//! Revision Provider: read-only access to the repository history.
//!
//! [`RevisionProvider`] is the seam between the locator and the version-control
//! backend. [`GitRevisions`] implements it on top of libgit2. It holds only the
//! repository path and opens a fresh `git2::Repository` per call, because a
//! Repository is `!Sync` and every diff retrieval runs on its own blocking
//! thread.

use std::path::{Path, PathBuf};

use chrono::{DateTime, NaiveDate, NaiveTime, Utc};
use git2::{DiffFindOptions, DiffFormat, DiffOptions, ErrorCode, Oid, Repository, Sort};

use crate::error::LocateError;
use crate::types::Revision;

/// Read-only history access used by the locator and the diff fetcher.
///
/// Implementations must be safe to call from many threads at once. Revisions
/// returned here carry `position = 0`; chain positions are assigned by the
/// locator when it assembles the chain.
pub trait RevisionProvider: Send + Sync {
    /// Revisions committed at or after `since`, oldest first.
    ///
    /// # Errors
    ///
    /// `LocateError::Backend` when the history cannot be read.
    fn list_revisions_since(&self, since: DateTime<Utc>) -> Result<Vec<Revision>, LocateError>;

    /// Newest revision committed strictly before `date`.
    ///
    /// # Errors
    ///
    /// `LocateError::NotFound` when the history starts at or after `date`.
    fn nearest_revision_before(&self, date: DateTime<Utc>) -> Result<Revision, LocateError>;

    /// Raw bytes of `file_name` as of `revision`.
    ///
    /// # Errors
    ///
    /// `LocateError::NotFound` when the file did not exist at that revision.
    fn file_content_at(&self, revision: &Revision, file_name: &str) -> Result<Vec<u8>, LocateError>;

    /// Unified diff text of the change `from -> to`.
    ///
    /// # Errors
    ///
    /// `LocateError::Backend` when either tree cannot be read or diffed.
    fn diff_between(&self, from: &Revision, to: &Revision) -> Result<String, LocateError>;
}

/// [`RevisionProvider`] backed by a git repository on disk.
///
/// History is the first-parent chain from `HEAD`, so merges show up as one
/// ordinary edit and the chain is always linear.
#[derive(Debug, Clone)]
pub struct GitRevisions {
    path: PathBuf,
    context_lines: u32,
}

impl GitRevisions {
    /// Opens the repository containing `path`.
    ///
    /// `context_lines` is passed to every diff; 0 makes each hunk cover exactly
    /// the changed lines.
    ///
    /// # Errors
    ///
    /// `LocateError::Backend` when `path` is not inside a git repository.
    pub fn open(path: impl AsRef<Path>, context_lines: u32) -> Result<Self, LocateError> {
        let repo = Repository::discover(path.as_ref())
            .map_err(|e| LocateError::backend(None, format!("{}: {}", path.as_ref().display(), e.message())))?;
        let path = repo.workdir().unwrap_or_else(|| repo.path()).to_path_buf();
        Ok(Self { path, context_lines })
    }

    /// Root of the repository this provider reads from.
    pub fn path(&self) -> &Path {
        &self.path
    }

    fn repo(&self) -> Result<Repository, LocateError> {
        Ok(Repository::open(&self.path)?)
    }

    /// First-parent history from `HEAD`, newest first.
    fn first_parent_history(repo: &Repository) -> Result<Vec<Revision>, LocateError> {
        let mut walk = repo.revwalk()?;
        walk.push_head()?;
        walk.simplify_first_parent()?;
        walk.set_sorting(Sort::TOPOLOGICAL)?;

        let mut history = Vec::new();
        for oid in walk {
            let commit = repo.find_commit(oid?)?;
            let seconds = commit.committer().when().seconds();
            let time = DateTime::from_timestamp(seconds, 0).ok_or_else(|| {
                LocateError::backend(None, format!("commit {} has an invalid timestamp", commit.id()))
            })?;
            history.push(Revision { id: commit.id().to_string(), time, position: 0 });
        }
        Ok(history)
    }

    fn tree_of<'r>(repo: &'r Repository, revision: &Revision) -> Result<git2::Tree<'r>, LocateError> {
        let oid = Oid::from_str(&revision.id)?;
        Ok(repo.find_commit(oid)?.tree()?)
    }
}

impl RevisionProvider for GitRevisions {
    fn list_revisions_since(&self, since: DateTime<Utc>) -> Result<Vec<Revision>, LocateError> {
        let repo = self.repo()?;
        // Stop at the first older commit so the result is contiguous with
        // nearest_revision_before even when commit times are not monotonic.
        let mut revisions: Vec<Revision> = Self::first_parent_history(&repo)?
            .into_iter()
            .take_while(|r| r.time >= since)
            .collect();
        revisions.reverse();
        Ok(revisions)
    }

    fn nearest_revision_before(&self, date: DateTime<Utc>) -> Result<Revision, LocateError> {
        let repo = self.repo()?;
        Self::first_parent_history(&repo)?
            .into_iter()
            .find(|r| r.time < date)
            .ok_or_else(|| {
                LocateError::NotFound(format!("no commit before {}", date.format("%Y-%m-%d")))
            })
    }

    fn file_content_at(&self, revision: &Revision, file_name: &str) -> Result<Vec<u8>, LocateError> {
        let repo = self.repo()?;
        let tree = Self::tree_of(&repo, revision)?;
        let entry = match tree.get_path(Path::new(file_name)) {
            Ok(entry) => entry,
            Err(e) if e.code() == ErrorCode::NotFound => {
                return Err(LocateError::NotFound(format!(
                    "{} does not exist at {}",
                    file_name,
                    revision.short_id()
                )));
            }
            Err(e) => return Err(e.into()),
        };
        let blob = entry.to_object(&repo)?.peel_to_blob().map_err(|_| {
            LocateError::NotFound(format!("{} is not a file at {}", file_name, revision.short_id()))
        })?;
        Ok(blob.content().to_vec())
    }

    fn diff_between(&self, from: &Revision, to: &Revision) -> Result<String, LocateError> {
        let repo = self.repo()?;
        let old_tree = Self::tree_of(&repo, from)?;
        let new_tree = Self::tree_of(&repo, to)?;

        let mut opts = DiffOptions::new();
        opts.context_lines(self.context_lines);
        let mut diff = repo.diff_tree_to_tree(Some(&old_tree), Some(&new_tree), Some(&mut opts))?;

        let mut find = DiffFindOptions::new();
        find.renames(true).copies(true);
        diff.find_similar(Some(&mut find))?;

        let mut patch: Vec<u8> = Vec::new();
        diff.print(DiffFormat::Patch, |_delta, _hunk, line| {
            if matches!(line.origin(), '+' | '-' | ' ') {
                patch.push(line.origin() as u8);
            }
            patch.extend_from_slice(line.content());
            true
        })?;
        Ok(String::from_utf8_lossy(&patch).into_owned())
    }
}

/// Parses a reference date as midnight UTC.
///
/// Accepts `MM/DD/YYYY` and `YYYY-MM-DD`.
///
/// # Errors
///
/// `LocateError::Input` for anything else, including impossible dates.
pub fn parse_reference_date(raw: &str) -> Result<DateTime<Utc>, LocateError> {
    let raw = raw.trim();
    let date = NaiveDate::parse_from_str(raw, "%m/%d/%Y")
        .or_else(|_| NaiveDate::parse_from_str(raw, "%Y-%m-%d"))
        .map_err(|_| {
            LocateError::Input(format!("invalid date '{raw}': expected MM/DD/YYYY or YYYY-MM-DD"))
        })?;
    Ok(date.and_time(NaiveTime::MIN).and_utc())
}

--------------------

◆ Task instructions: Your reply should hold all the lines from the listing above in which "Sync" appears.

◆ Response box:
//! Repository is `!Sync` and every diff retrieval runs on its own blocking
pub trait RevisionProvider: Send + Sync {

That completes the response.